(EXERCISE REQUIREMENTS):
Your answer must be an exact copy of every record below.

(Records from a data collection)
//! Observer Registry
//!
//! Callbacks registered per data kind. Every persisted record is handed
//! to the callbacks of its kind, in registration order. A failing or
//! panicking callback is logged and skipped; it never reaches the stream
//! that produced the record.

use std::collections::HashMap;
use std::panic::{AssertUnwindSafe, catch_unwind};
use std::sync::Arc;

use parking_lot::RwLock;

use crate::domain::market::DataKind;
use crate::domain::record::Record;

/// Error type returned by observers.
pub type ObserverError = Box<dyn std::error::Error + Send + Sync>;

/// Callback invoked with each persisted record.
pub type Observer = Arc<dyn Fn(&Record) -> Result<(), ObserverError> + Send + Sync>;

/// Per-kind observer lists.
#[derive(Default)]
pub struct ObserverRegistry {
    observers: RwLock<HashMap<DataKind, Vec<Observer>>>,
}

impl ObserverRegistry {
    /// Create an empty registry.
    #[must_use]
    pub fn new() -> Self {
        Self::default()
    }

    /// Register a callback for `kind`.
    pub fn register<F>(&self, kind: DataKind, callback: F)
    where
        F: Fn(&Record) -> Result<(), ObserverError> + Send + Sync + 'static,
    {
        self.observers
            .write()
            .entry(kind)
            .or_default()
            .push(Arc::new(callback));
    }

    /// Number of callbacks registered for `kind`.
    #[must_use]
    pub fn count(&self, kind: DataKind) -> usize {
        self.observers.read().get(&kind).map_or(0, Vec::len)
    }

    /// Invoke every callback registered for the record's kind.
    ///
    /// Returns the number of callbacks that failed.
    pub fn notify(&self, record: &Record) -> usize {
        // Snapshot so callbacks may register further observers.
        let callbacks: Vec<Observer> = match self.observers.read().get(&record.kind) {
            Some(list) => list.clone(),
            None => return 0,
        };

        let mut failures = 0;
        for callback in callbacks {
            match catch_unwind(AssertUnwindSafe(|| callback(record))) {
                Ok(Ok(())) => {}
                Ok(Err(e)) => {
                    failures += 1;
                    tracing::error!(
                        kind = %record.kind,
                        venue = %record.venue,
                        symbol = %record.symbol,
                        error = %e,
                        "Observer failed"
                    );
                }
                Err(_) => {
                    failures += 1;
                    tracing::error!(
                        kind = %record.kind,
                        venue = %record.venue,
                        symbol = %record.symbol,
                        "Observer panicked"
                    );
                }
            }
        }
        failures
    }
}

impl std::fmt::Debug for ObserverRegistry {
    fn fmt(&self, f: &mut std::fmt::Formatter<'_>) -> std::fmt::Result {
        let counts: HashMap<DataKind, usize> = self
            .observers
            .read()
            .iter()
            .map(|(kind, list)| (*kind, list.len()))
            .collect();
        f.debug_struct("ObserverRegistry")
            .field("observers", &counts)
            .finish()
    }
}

(EXERCISE ANSWER):
//! Observer Registry
//!
//! Callbacks registered per data kind. Every persisted record is handed
//! to the callbacks of its kind, in registration order. A failing or
//! panicking callback is logged and skipped; it never reaches the stream
//! that produced the record.

use std::collections::HashMap;
use std::panic::{AssertUnwindSafe, catch_unwind};
use std::sync::Arc;

use parking_lot::RwLock;

use crate::domain::market::DataKind;
use crate::domain::record::Record;

/// Error type returned by observers.
pub type ObserverError = Box<dyn std::error::Error + Send + Sync>;

/// Callback invoked with each persisted record.
pub type Observer = Arc<dyn Fn(&Record) -> Result<(), ObserverError> + Send + Sync>;

/// Per-kind observer lists.
#[derive(Default)]
pub struct ObserverRegistry {
    observers: RwLock<HashMap<DataKind, Vec<Observer>>>,
}

impl ObserverRegistry {
    /// Create an empty registry.
    #[must_use]
    pub fn new() -> Self {
        Self::default()
    }

    /// Register a callback for `kind`.
    pub fn register<F>(&self, kind: DataKind, callback: F)
    where
        F: Fn(&Record) -> Result<(), ObserverError> + Send + Sync + 'static,
    {
        self.observers
            .write()
            .entry(kind)
            .or_default()
            .push(Arc::new(callback));
    }

    /// Number of callbacks registered for `kind`.
    #[must_use]
    pub fn count(&self, kind: DataKind) -> usize {
        self.observers.read().get(&kind).map_or(0, Vec::len)
    }

    /// Invoke every callback registered for the record's kind.
    ///
    /// Returns the number of callbacks that failed.
    pub fn notify(&self, record: &Record) -> usize {
        // Snapshot so callbacks may register further observers.
        let callbacks: Vec<Observer> = match self.observers.read().get(&record.kind) {
            Some(list) => list.clone(),
            None => return 0,
        };

        let mut failures = 0;
        for callback in callbacks {
            match catch_unwind(AssertUnwindSafe(|| callback(record))) {
                Ok(Ok(())) => {}
                Ok(Err(e)) => {
                    failures += 1;
                    tracing::error!(
                        kind = %record.kind,
                        venue = %record.venue,
                        symbol = %record.symbol,
                        error = %e,
                        "Observer failed"
                    );
                }
                Err(_) => {
                    failures += 1;
                    tracing::error!(
                        kind = %record.kind,
                        venue = %record.venue,
                        symbol = %record.symbol,
                        "Observer panicked"
                    );
                }
            }
        }
        failures
    }
}

impl std::fmt::Debug for ObserverRegistry {
    fn fmt(&self, f: &mut std::fmt::Formatter<'_>) -> std::fmt::Result {
        let counts: HashMap<DataKind, usize> = self
            .observers
            .read()
            .iter()
            .map(|(kind, list)| (*kind, list.len()))
            .collect();
        f.debug_struct("ObserverRegistry")
            .field("observers", &counts)
            .finish()
    }
}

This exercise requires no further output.